BEGIN Provided records
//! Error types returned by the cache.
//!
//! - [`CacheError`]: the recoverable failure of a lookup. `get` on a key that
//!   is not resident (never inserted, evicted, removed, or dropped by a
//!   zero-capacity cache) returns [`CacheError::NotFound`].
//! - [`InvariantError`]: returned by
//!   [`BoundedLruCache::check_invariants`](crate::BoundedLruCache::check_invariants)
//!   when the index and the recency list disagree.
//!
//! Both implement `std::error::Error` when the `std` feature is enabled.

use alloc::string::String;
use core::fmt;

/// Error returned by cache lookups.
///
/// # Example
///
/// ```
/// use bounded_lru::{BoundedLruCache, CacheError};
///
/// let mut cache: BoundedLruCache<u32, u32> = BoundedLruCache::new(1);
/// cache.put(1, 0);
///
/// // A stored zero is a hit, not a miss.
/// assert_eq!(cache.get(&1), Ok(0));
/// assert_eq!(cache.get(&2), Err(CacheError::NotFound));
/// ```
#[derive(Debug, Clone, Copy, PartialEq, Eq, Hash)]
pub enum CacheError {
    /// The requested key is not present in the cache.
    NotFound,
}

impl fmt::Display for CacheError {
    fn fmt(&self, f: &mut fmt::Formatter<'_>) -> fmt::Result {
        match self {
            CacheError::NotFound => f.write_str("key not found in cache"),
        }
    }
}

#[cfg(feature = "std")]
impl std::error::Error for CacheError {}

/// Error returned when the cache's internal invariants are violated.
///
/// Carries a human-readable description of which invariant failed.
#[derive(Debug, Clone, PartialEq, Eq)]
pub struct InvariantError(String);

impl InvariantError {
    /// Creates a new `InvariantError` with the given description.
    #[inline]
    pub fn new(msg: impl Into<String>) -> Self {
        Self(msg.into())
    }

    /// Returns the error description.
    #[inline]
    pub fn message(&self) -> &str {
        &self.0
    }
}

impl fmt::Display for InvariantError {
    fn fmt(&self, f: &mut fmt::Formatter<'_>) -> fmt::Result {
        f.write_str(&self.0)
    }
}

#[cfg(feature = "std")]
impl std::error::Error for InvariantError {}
END Provided records
Exercise aim.
Word for word, repeat each entry shown above.

Output below.
//! Error types returned by the cache.
//!
//! - [`CacheError`]: the recoverable failure of a lookup. `get` on a key that
//!   is not resident (never inserted, evicted, removed, or dropped by a
//!   zero-capacity cache) returns [`CacheError::NotFound`].
//! - [`InvariantError`]: returned by
//!   [`BoundedLruCache::check_invariants`](crate::BoundedLruCache::check_invariants)
//!   when the index and the recency list disagree.
//!
//! Both implement `std::error::Error` when the `std` feature is enabled.

use alloc::string::String;
use core::fmt;

/// Error returned by cache lookups.
///
/// # Example
///
/// ```
/// use bounded_lru::{BoundedLruCache, CacheError};
///
/// let mut cache: BoundedLruCache<u32, u32> = BoundedLruCache::new(1);
/// cache.put(1, 0);
///
/// // A stored zero is a hit, not a miss.
/// assert_eq!(cache.get(&1), Ok(0));
/// assert_eq!(cache.get(&2), Err(CacheError::NotFound));
/// ```
#[derive(Debug, Clone, Copy, PartialEq, Eq, Hash)]
pub enum CacheError {
    /// The requested key is not present in the cache.
    NotFound,
}

impl fmt::Display for CacheError {
    fn fmt(&self, f: &mut fmt::Formatter<'_>) -> fmt::Result {
        match self {
            CacheError::NotFound => f.write_str("key not found in cache"),
        }
    }
}

#[cfg(feature = "std")]
impl std::error::Error for CacheError {}

/// Error returned when the cache's internal invariants are violated.
///
/// Carries a human-readable description of which invariant failed.
#[derive(Debug, Clone, PartialEq, Eq)]
pub struct InvariantError(String);

impl InvariantError {
    /// Creates a new `InvariantError` with the given description.
    #[inline]
    pub fn new(msg: impl Into<String>) -> Self {
        Self(msg.into())
    }

    /// Returns the error description.
    #[inline]
    pub fn message(&self) -> &str {
        &self.0
    }
}

impl fmt::Display for InvariantError {
    fn fmt(&self, f: &mut fmt::Formatter<'_>) -> fmt::Result {
        f.write_str(&self.0)
    }
}

#[cfg(feature = "std")]
impl std::error::Error for InvariantError {}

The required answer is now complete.